# What you are asked to do
Using the data below, copy every line that contains the word "message".

....

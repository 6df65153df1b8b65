//! Agent types and trait definitions
//!
//! - `UserInput` / `MediaPayload`: what a user submitted
//! - `AssessmentPlan`: the master agent's delegation plan
//! - `SubAgent` trait: interface for specialized assessors
//! - `FinalVerdict`: the master agent's hiring decision

use std::fmt;

use async_trait::async_trait;
use serde::{Deserialize, Deserializer, Serialize};

use crate::assessment::StitchingAssessment;

/// Raw media downloaded from the messaging provider or read from disk
#[derive(Clone, PartialEq, Eq)]
pub struct MediaPayload {
    pub mime_type: String,
    pub bytes: Vec<u8>,
}

impl MediaPayload {
    pub fn new(mime_type: impl Into<String>, bytes: Vec<u8>) -> Self {
        Self {
            mime_type: mime_type.into(),
            bytes,
        }
    }

    /// Mime type without parameters, e.g. `audio/ogg; codecs=opus` -> `audio/ogg`
    pub fn essence(&self) -> &str {
        self.mime_type
            .split(';')
            .next()
            .unwrap_or_default()
            .trim()
    }

    pub fn is_image(&self) -> bool {
        self.essence().starts_with("image/")
    }

    pub fn is_audio(&self) -> bool {
        self.essence().starts_with("audio/")
    }

    pub fn len(&self) -> usize {
        self.bytes.len()
    }

    pub fn is_empty(&self) -> bool {
        self.bytes.is_empty()
    }
}

// Keep multi-megabyte payloads out of debug logs
impl fmt::Debug for MediaPayload {
    fn fmt(&self, f: &mut fmt::Formatter<'_>) -> fmt::Result {
        f.debug_struct("MediaPayload")
            .field("mime_type", &self.mime_type)
            .field("len", &self.bytes.len())
            .finish()
    }
}

/// One user submission, in any combination of modalities
#[derive(Debug, Clone, Default)]
pub struct UserInput {
    pub query: String,
    pub image: Option<MediaPayload>,
    pub audio: Option<MediaPayload>,
}

impl UserInput {
    pub fn text(query: impl Into<String>) -> Self {
        Self {
            query: query.into(),
            ..Default::default()
        }
    }

    pub fn with_image(mut self, image: MediaPayload) -> Self {
        self.image = Some(image);
        self
    }

    pub fn with_audio(mut self, audio: MediaPayload) -> Self {
        self.audio = Some(audio);
        self
    }
}

/// Context the master agent hands to a sub-agent
#[derive(Debug, Clone, Default, PartialEq, Serialize, Deserialize)]
pub struct TaskContext {
    #[serde(default)]
    pub role: Option<String>,
    #[serde(default)]
    pub skill_to_assess: Option<String>,
    /// Any additional fields the model chose to include
    #[serde(flatten)]
    pub extra: serde_json::Map<String, serde_json::Value>,
}

impl TaskContext {
    pub fn role(&self) -> &str {
        self.role.as_deref().unwrap_or("Unknown")
    }

    pub fn skill(&self) -> &str {
        self.skill_to_assess.as_deref().unwrap_or("Unknown")
    }
}

/// A single delegation step in the plan
#[derive(Debug, Clone, PartialEq, Serialize, Deserialize)]
pub struct SubAgentInstruction {
    #[serde(default = "unknown_agent")]
    pub agent_name: String,
    #[serde(default)]
    pub task_context: TaskContext,
}

fn unknown_agent() -> String {
    "Unknown".to_string()
}

/// Output of the master agent's planning step
#[derive(Debug, Clone, Default, PartialEq, Serialize, Deserialize)]
pub struct AssessmentPlan {
    #[serde(default)]
    pub response_to_user: String,
    #[serde(default)]
    pub sub_agent_instructions: Vec<SubAgentInstruction>,
}

impl AssessmentPlan {
    /// Plan that only talks back to the user
    pub fn reply_only(text: impl Into<String>) -> Self {
        Self {
            response_to_user: text.into(),
            sub_agent_instructions: Vec::new(),
        }
    }

    pub fn response_or<'a>(&'a self, fallback: &'a str) -> &'a str {
        if self.response_to_user.trim().is_empty() {
            fallback
        } else {
            &self.response_to_user
        }
    }

    pub fn has_instructions(&self) -> bool {
        !self.sub_agent_instructions.is_empty()
    }

    /// Role named by the first instruction
    pub fn target_role(&self) -> Option<&str> {
        self.sub_agent_instructions
            .first()
            .and_then(|i| i.task_context.role.as_deref())
            .filter(|r| !r.trim().is_empty())
    }
}

/// What a sub-agent produced
#[derive(Debug, Clone, PartialEq, Serialize, Deserialize)]
#[serde(tag = "status", rename_all = "lowercase")]
pub enum SubAgentOutcome {
    Success { data: serde_json::Value },
    Error { message: String },
}

impl SubAgentOutcome {
    pub fn error(message: impl Into<String>) -> Self {
        Self::Error {
            message: message.into(),
        }
    }

    pub fn is_success(&self) -> bool {
        matches!(self, Self::Success { .. })
    }

    /// Interpret successful data as a stitching assessment
    pub fn assessment(&self) -> Option<StitchingAssessment> {
        match self {
            Self::Success { data } => serde_json::from_value(data.clone()).ok(),
            Self::Error { .. } => None,
        }
    }
}

/// A sub-agent result as reported back to the master agent
#[derive(Debug, Clone, PartialEq, Serialize, Deserialize)]
pub struct SubAgentReport {
    pub agent_name: String,
    pub skill_assessed: String,
    pub result: SubAgentOutcome,
}

/// Final hiring decision
#[derive(Debug, Clone, Copy, PartialEq, Eq, Default, Serialize)]
#[serde(rename_all = "UPPERCASE")]
pub enum Decision {
    Pass,
    Fail,
    #[default]
    Pending,
}

impl Decision {
    pub fn parse(value: &str) -> Self {
        match value.trim().to_uppercase().as_str() {
            "PASS" => Self::Pass,
            "FAIL" => Self::Fail,
            _ => Self::Pending,
        }
    }
}

impl fmt::Display for Decision {
    fn fmt(&self, f: &mut fmt::Formatter<'_>) -> fmt::Result {
        match self {
            Self::Pass => write!(f, "PASS"),
            Self::Fail => write!(f, "FAIL"),
            Self::Pending => write!(f, "PENDING"),
        }
    }
}

impl<'de> Deserialize<'de> for Decision {
    fn deserialize<D: Deserializer<'de>>(deserializer: D) -> Result<Self, D::Error> {
        let value = String::deserialize(deserializer)?;
        Ok(Self::parse(&value))
    }
}

#[derive(Debug, Clone, Default, PartialEq, Serialize, Deserialize)]
pub struct DecisionData {
    #[serde(default)]
    pub decision: Decision,
    #[serde(default, skip_serializing_if = "Option::is_none")]
    pub reasoning: Option<String>,
}

/// Output of the master agent's verdict step
#[derive(Debug, Clone, Default, PartialEq, Serialize, Deserialize)]
pub struct FinalVerdict {
    #[serde(default)]
    pub response_to_user: String,
    #[serde(default)]
    pub final_decision_data: DecisionData,
}

impl FinalVerdict {
    pub fn decision(&self) -> Decision {
        self.final_decision_data.decision
    }

    pub fn response_or<'a>(&'a self, fallback: &'a str) -> &'a str {
        if self.response_to_user.trim().is_empty() {
            fallback
        } else {
            &self.response_to_user
        }
    }
}

/// Interface for specialized skill assessors
#[async_trait]
pub trait SubAgent: Send + Sync {
    /// Name the master agent uses to address this agent
    fn name(&self) -> &str;

    /// Short description for the sub-agent library
    fn description(&self) -> &str;

    /// Assess the work sample; never fails, errors become `SubAgentOutcome::Error`
    async fn execute(&self, image: Option<&MediaPayload>, context: &TaskContext)
    -> SubAgentOutcome;
}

....

# Written answer
    Error { message: String },
    pub fn error(message: impl Into<String>) -> Self {
            message: message.into(),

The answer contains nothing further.